I'm a Blue Card holder and been living in Berlin with my wife for a year now. I have to go back to my home country and probably stay there for a couple of years due to personal issues. I understand that my Blue Card will get voided but in the future, we want to come back and live in Germany again.

A couple of questions:
1- What are the steps I should take before leaving Germany? I heard there is a de-registeration process
2- Knowing that we want to be back in the future, what should be taken into consideration?
3- Is there a way to ask German Foreign Office to not void the Blue Card and hold it for 2-3 years?

Thank you in advance.


----------



## Bevdeforges

1. Just as you registered with the Rathaus when you first arrived, you need to "Abmelden" (register your departure) when you leave. It's a fairly quick process and they will give you a certificate that you may need for some of the other processes of moving.

2. There's not really much you can or should do. Do make sure you have settled all your accounts and properly cancelled subscriptions, insurance policies and other debts.

3. Maybe someone will pop in here, but normally there is no way to put a visa/residence permit on hold pending your return. When you want to come back, you'll have to go through the process again.


----------



## ALKB

alexwenner87 said:


> Hello,
> 
> I'm a Blue Card holder and been living in Berlin with my wife for a year now. I have to go back to my home country and probably stay there for a couple of years due to personal issues. I understand that my Blue Card will get voided but in the future, we want to come back and live in Germany again.
> 
> A couple of questions:
> 1- What are the steps I should take before leaving Germany? I heard there is a de-registeration process
> 2- Knowing that we want to be back in the future, what should be taken into consideration?
> 3- Is there a way to ask German Foreign Office to not void the Blue Card and hold it for 2-3 years?
> 
> Thank you in advance.


1- Go to a Bürgeramt (look for an appointment online now, they can be hard to get) and deregister about a week before you leave. Alternatively, download the form, fill it in and, right after leaving, send it to the Bürgeramt by email, asking for the deregistration certificate to be sent to you by email, too. You will need to send copies of this document to your health insurance and probably any places you have a contract with (mobile phone, cable TV, gymn, etc.). 

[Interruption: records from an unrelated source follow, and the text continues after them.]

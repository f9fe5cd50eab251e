// Copyright (c) Consus Contributors
// SPDX-License-Identifier: Apache-2.0

//! An in-process network for tests and local clusters: every registered
//! service gets a delivery queue, and clients route into those queues. Links
//! can be cut and healed to simulate partitions; cut links drop messages
//! silently, exactly like a dead TCP peer.

use std::collections::HashSet;
use std::sync::Arc;

use async_trait::async_trait;
use bytes::Bytes;
use consus_config::CommId;
use dashmap::DashMap;
use parking_lot::Mutex;
use tokio::sync::mpsc;
use tokio::task::JoinHandle;

use super::{NetworkClient, NetworkService};
use crate::error::{ConsusError, ConsusResult};

#[derive(Default)]
struct Hub {
    routes: DashMap<CommId, mpsc::UnboundedSender<(CommId, Bytes)>>,
    cut_links: Mutex<HashSet<(CommId, CommId)>>,
}

/// The shared fabric connecting every node of an in-process deployment.
#[derive(Clone, Default)]
pub struct TestNetwork {
    hub: Arc<Hub>,
    tasks: Arc<Mutex<Vec<JoinHandle<()>>>>,
}

impl TestNetwork {
    pub fn new() -> Self {
        Self::default()
    }

    /// Registers `service` as the handler for messages addressed to `id` and
    /// starts its delivery task.
    pub fn register(&self, id: CommId, service: Arc<dyn NetworkService>) {
        let (sender, mut receiver) = mpsc::unbounded_channel::<(CommId, Bytes)>();
        self.hub.routes.insert(id, sender);
        let task = tokio::spawn(async move {
            while let Some((from, bytes)) = receiver.recv().await {
                service.handle_message(from, bytes).await.ok();
            }
        });
        self.tasks.lock().push(task);
    }

    /// Returns a client that sends as `from`.
    pub fn client(&self, from: CommId) -> Arc<TestNetworkClient> {
        Arc::new(TestNetworkClient {
            from,
            hub: self.hub.clone(),
        })
    }

    /// Cuts the link between `a` and `b` in both directions.
    pub fn partition(&self, a: CommId, b: CommId) {
        let mut cut = self.hub.cut_links.lock();
        cut.insert((a, b));
        cut.insert((b, a));
    }

    /// Isolates `node` from every other registered node.
    pub fn isolate(&self, node: CommId) {
        let peers: Vec<CommId> = self.hub.routes.iter().map(|e| *e.key()).collect();
        for peer in peers {
            if peer != node {
                self.partition(node, peer);
            }
        }
    }

    pub fn heal(&self, a: CommId, b: CommId) {
        let mut cut = self.hub.cut_links.lock();
        cut.remove(&(a, b));
        cut.remove(&(b, a));
    }

    pub fn heal_all(&self) {
        self.hub.cut_links.lock().clear();
    }
}

impl Drop for TestNetwork {
    fn drop(&mut self) {
        if Arc::strong_count(&self.tasks) == 1 {
            for task in self.tasks.lock().drain(..) {
                task.abort();
            }
        }
    }
}

pub struct TestNetworkClient {
    from: CommId,
    hub: Arc<Hub>,
}

#[async_trait]
impl NetworkClient for TestNetworkClient {
    async fn send(&self, peer: CommId, message: Bytes) -> ConsusResult<()> {
        if self.hub.cut_links.lock().contains(&(self.from, peer)) {
            // A cut link swallows traffic; retransmission is the sender's job.
            return Ok(());
        }
        match self.hub.routes.get(&peer) {
            Some(route) => {
                route.send((self.from, message)).ok();
                Ok(())
            }
            None => Err(ConsusError::UnknownPeer(peer)),
        }
    }
}

#[cfg(test)]
mod tests {
    use super::*;
    use parking_lot::Mutex as SyncMutex;

    #[derive(Default)]
    struct RecordingService {
        received: SyncMutex<Vec<(CommId, Bytes)>>,
    }

    #[async_trait]
    impl NetworkService for RecordingService {
        async fn handle_message(&self, peer: CommId, message: Bytes) -> ConsusResult<()> {
            self.received.lock().push((peer, message));
            Ok(())
        }
    }

    #[tokio::test]
    async fn routes_and_partitions() {
        let network = TestNetwork::new();
        let a = CommId::new(1);
        let b = CommId::new(2);
        let service = Arc::new(RecordingService::default());
        network.register(b, service.clone());

        let client = network.client(a);
        client.send(b, Bytes::from_static(b"hi")).await.unwrap();
        tokio::task::yield_now().await;
        assert_eq!(service.received.lock().len(), 1);
        assert_eq!(service.received.lock()[0].0, a);

        network.partition(a, b);
        client.send(b, Bytes::from_static(b"lost")).await.unwrap();
        tokio::task::yield_now().await;
        assert_eq!(service.received.lock().len(), 1);

        network.heal(a, b);
        client.send(b, Bytes::from_static(b"back")).await.unwrap();
        tokio::task::yield_now().await;
        assert_eq!(service.received.lock().len(), 2);

        assert!(client.send(CommId::new(9), Bytes::new()).await.is_err());
    }
}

2- Hang on to your deregistration certificates, make sure you cancel all contracts, most of all keep your health insurance in the loop, talk to them before you leave and send them a copy of your deregistration as soon as possible. Otherwise they will keep billing you at maximum cost and it will certainly hound you when you try to come back.

3- There is a way for regular residence permits (spouse, indefinite, etc.). Not sure about employer-sponsored work permits and BlueCard, as those are tied to specific jobs which will probably not be kept open for you for a few years? No harm in going to the Ausländerbehörde and asking.


----------



## alexwenner87

Thanks for the reply Bevdeforges and ALKB.

Would the situation have been different if I had a Permanent Residence Permit (Niederlassungserlaubnis)? What happens if I leave Germany for extended period of time but for intentions to come back in 2-3 years after I have my Permanent Residence Permit?

Thanks.


----------



## ALKB

alexwenner87 said:


> Thanks for the reply Bevdeforges and ALKB.
> 
> Would the situation have been different if I had a Permanent Residence Permit (Niederlassungserlaubnis)? What happens if I leave Germany for extended period of time but for intentions to come back in 2-3 years after I have my Permanent Residence Permit?
> 
> Thanks.


If you have a Niederlassungserlaubnis, six months outside Germany invalidate it, unless you contact the Ausländerbehörde beforehand and get a Fiktionsbescheinigung/get your absence put in the system as kind of authorised. 

On BlueCard, you can stay out of Germany up to 12 months but I am not sure what kind of requirements have to be met regarding your job in that case. Best to ask the Ausländerbehörde.

https://www.berlin.de/labo/willkomm...-aufenthaltstitels/artikel.597926.en.php#EUBC

BAMF - Bundesamt für Migration und Flüchtlinge - EU Blue Card


----------



## alexwenner87

Thanks for the info ALKB.

Let's say I de-register and leave by end of this year and thus my Blue Card gets voided. When I'm back in the future, would this 1+ year of Blue Card residency be counted towards Permanent Residency requirement of 21 or 33 months or I will start from zero?

I know I will definitely be back in 2-3 years to permanently reside here. That's why I want to make sure by the time I leave, I have everything setup accordingly for a smoother return.


----------



## ALKB

alexwenner87 said:


> Thanks for the info ALKB.
> 
> Let's say I de-register and leave by end of this year and thus my Blue Card gets voided. When I'm back in the future, would this 1+ year of Blue Card residency be counted towards Permanent Residency requirement of 21 or 33 months or I will start from zero?
> 
> I know I will definitely be back in 2-3 years to permanently reside here. That's why I want to make sure by the time I leave, I have everything setup accordingly for a smoother return.


My understanding is, that once the BlueCard loses validity and you leave Germany, your clock for permanent residence resets to zero. I'd definitely go to the Ausländerbehörde and run the scenario by them before leaving. Case workers have quite a bit of leeway, they may or may not be able to help you.

How good is your German? Is there no way you could possibly stay until you have been resident for 21 months?


----------



## ALKB

alexwenner87 said:


> Thanks for the info ALKB.
> 
> Let's say I de-register and leave by end of this year and thus my Blue Card gets voided. When I'm back in the future, would this 1+ year of Blue Card residency be counted towards Permanent Residency requirement of 21 or 33 months or I will start from zero?
> 
> I know I will definitely be back in 2-3 years to permanently reside here. That's why I want to make sure by the time I leave, I have everything setup accordingly for a smoother return.


Actually, I just found out that your year on BlueCard can indeed be counted towards settlement if you return to Germany on a different BlueCard later.


----------